**** DATASET ****

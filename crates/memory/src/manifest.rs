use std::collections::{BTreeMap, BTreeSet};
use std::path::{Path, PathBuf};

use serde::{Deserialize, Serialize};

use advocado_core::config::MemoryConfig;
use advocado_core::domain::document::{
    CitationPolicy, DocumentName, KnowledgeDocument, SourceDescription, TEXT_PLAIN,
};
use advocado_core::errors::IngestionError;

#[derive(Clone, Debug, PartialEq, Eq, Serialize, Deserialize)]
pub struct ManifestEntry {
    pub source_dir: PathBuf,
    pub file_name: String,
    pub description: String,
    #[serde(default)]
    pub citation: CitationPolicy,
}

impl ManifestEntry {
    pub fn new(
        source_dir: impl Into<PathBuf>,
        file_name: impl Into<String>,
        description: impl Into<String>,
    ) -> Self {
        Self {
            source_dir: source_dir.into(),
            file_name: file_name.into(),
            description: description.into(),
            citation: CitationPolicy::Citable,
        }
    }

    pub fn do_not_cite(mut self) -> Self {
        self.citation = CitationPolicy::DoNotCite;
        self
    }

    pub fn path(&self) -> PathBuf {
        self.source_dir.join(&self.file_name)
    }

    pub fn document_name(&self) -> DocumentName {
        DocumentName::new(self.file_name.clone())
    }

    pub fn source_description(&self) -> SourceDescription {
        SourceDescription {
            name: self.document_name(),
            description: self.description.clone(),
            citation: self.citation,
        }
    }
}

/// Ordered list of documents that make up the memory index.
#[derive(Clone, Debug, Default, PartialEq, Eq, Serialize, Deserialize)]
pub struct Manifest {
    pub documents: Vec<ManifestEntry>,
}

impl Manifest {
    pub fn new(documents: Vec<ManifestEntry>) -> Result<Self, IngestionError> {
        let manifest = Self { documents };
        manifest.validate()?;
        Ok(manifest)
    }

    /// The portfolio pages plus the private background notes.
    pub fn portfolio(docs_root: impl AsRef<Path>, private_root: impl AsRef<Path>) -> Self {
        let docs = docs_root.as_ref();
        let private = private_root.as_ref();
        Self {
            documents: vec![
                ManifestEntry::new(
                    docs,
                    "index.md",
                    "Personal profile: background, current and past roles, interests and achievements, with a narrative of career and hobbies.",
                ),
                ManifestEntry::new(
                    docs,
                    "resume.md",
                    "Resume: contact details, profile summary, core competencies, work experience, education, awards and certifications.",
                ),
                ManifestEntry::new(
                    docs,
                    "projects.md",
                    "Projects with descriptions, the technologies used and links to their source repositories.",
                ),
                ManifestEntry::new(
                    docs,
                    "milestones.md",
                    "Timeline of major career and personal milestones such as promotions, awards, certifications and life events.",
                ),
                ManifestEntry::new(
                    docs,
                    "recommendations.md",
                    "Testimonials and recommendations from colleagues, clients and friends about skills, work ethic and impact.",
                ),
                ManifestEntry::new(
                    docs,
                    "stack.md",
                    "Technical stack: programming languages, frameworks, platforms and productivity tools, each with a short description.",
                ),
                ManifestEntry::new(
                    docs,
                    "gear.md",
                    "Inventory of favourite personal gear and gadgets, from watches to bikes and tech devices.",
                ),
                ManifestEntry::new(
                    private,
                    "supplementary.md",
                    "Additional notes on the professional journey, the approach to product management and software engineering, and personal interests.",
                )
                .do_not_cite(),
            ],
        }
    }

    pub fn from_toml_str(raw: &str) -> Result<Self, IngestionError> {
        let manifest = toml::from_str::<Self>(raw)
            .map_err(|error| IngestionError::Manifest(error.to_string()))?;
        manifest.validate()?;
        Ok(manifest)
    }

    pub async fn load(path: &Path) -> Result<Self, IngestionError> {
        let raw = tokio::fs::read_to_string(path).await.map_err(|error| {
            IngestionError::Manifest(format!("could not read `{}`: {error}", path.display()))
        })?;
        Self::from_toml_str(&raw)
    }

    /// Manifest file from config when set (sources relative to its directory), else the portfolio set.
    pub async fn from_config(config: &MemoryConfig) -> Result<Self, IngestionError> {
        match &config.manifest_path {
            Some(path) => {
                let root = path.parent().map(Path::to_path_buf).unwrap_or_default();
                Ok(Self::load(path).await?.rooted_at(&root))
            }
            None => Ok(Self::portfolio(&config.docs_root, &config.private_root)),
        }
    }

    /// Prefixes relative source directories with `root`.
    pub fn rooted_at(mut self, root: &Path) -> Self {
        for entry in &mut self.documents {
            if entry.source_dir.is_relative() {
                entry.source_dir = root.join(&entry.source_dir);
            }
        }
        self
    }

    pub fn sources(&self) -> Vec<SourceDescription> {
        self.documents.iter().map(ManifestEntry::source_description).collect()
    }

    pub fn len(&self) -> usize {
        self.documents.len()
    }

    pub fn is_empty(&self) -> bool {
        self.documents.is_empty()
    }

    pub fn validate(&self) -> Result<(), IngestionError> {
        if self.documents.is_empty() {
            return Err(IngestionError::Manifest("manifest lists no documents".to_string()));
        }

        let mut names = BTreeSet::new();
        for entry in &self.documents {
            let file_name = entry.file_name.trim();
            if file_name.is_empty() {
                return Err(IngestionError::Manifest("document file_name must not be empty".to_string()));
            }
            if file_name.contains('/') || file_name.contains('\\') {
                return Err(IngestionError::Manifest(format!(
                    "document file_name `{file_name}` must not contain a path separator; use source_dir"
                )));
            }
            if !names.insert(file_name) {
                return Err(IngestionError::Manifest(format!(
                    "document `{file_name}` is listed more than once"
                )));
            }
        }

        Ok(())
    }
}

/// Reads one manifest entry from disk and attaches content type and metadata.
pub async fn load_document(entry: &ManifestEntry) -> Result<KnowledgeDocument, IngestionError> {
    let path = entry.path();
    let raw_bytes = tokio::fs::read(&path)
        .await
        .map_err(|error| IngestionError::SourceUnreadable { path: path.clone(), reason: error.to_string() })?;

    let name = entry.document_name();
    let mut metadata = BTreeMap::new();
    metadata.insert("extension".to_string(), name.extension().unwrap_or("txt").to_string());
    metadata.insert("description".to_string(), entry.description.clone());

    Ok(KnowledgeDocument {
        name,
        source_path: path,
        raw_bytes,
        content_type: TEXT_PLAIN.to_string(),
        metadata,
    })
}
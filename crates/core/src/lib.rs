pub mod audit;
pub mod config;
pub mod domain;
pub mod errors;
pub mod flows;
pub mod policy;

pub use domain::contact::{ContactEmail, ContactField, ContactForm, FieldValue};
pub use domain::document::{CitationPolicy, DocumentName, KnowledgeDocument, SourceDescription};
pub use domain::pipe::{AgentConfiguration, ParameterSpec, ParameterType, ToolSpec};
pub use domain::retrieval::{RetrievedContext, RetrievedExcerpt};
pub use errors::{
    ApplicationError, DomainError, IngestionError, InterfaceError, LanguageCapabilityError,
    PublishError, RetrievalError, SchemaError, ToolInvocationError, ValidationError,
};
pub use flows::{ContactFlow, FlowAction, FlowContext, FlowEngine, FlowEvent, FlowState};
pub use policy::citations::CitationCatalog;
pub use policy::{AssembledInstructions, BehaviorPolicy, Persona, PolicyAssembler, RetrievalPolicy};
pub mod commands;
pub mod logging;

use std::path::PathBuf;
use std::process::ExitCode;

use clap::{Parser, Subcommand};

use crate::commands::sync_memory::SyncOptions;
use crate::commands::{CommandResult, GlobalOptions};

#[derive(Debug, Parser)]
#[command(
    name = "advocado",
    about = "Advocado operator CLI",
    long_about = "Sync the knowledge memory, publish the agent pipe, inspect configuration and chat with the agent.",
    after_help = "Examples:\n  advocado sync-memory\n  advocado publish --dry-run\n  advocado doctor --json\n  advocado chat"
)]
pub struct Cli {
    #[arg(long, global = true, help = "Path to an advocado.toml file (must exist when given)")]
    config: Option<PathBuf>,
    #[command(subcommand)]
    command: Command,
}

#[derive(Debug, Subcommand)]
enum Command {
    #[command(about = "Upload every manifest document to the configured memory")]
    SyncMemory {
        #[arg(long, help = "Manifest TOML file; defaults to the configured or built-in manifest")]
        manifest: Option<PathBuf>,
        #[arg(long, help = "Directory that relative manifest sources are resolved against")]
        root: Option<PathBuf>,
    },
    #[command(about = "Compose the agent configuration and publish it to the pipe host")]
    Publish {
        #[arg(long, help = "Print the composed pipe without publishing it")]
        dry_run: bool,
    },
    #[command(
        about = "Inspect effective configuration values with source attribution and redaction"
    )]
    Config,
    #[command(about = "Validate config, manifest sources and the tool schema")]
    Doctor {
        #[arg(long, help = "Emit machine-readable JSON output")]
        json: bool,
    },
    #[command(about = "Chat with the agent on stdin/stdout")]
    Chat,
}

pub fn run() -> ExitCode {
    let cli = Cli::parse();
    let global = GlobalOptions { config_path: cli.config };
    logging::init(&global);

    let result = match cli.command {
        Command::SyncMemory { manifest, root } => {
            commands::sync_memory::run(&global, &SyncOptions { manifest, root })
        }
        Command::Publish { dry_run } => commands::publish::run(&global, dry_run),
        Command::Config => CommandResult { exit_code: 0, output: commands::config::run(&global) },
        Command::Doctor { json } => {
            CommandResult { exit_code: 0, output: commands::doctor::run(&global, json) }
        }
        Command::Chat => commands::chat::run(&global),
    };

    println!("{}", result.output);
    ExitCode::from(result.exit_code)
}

****

**TASK OBJECTIVE:**
Copy each line in the entries above where "commands" turns up.

**OUTPUT OF THE TASK:**
pub mod commands;
use crate::commands::sync_memory::SyncOptions;
use crate::commands::{CommandResult, GlobalOptions};
            commands::sync_memory::run(&global, &SyncOptions { manifest, root })
        Command::Publish { dry_run } => commands::publish::run(&global, dry_run),
        Command::Config => CommandResult { exit_code: 0, output: commands::config::run(&global) },
            CommandResult { exit_code: 0, output: commands::doctor::run(&global, json) }
        Command::Chat => commands::chat::run(&global),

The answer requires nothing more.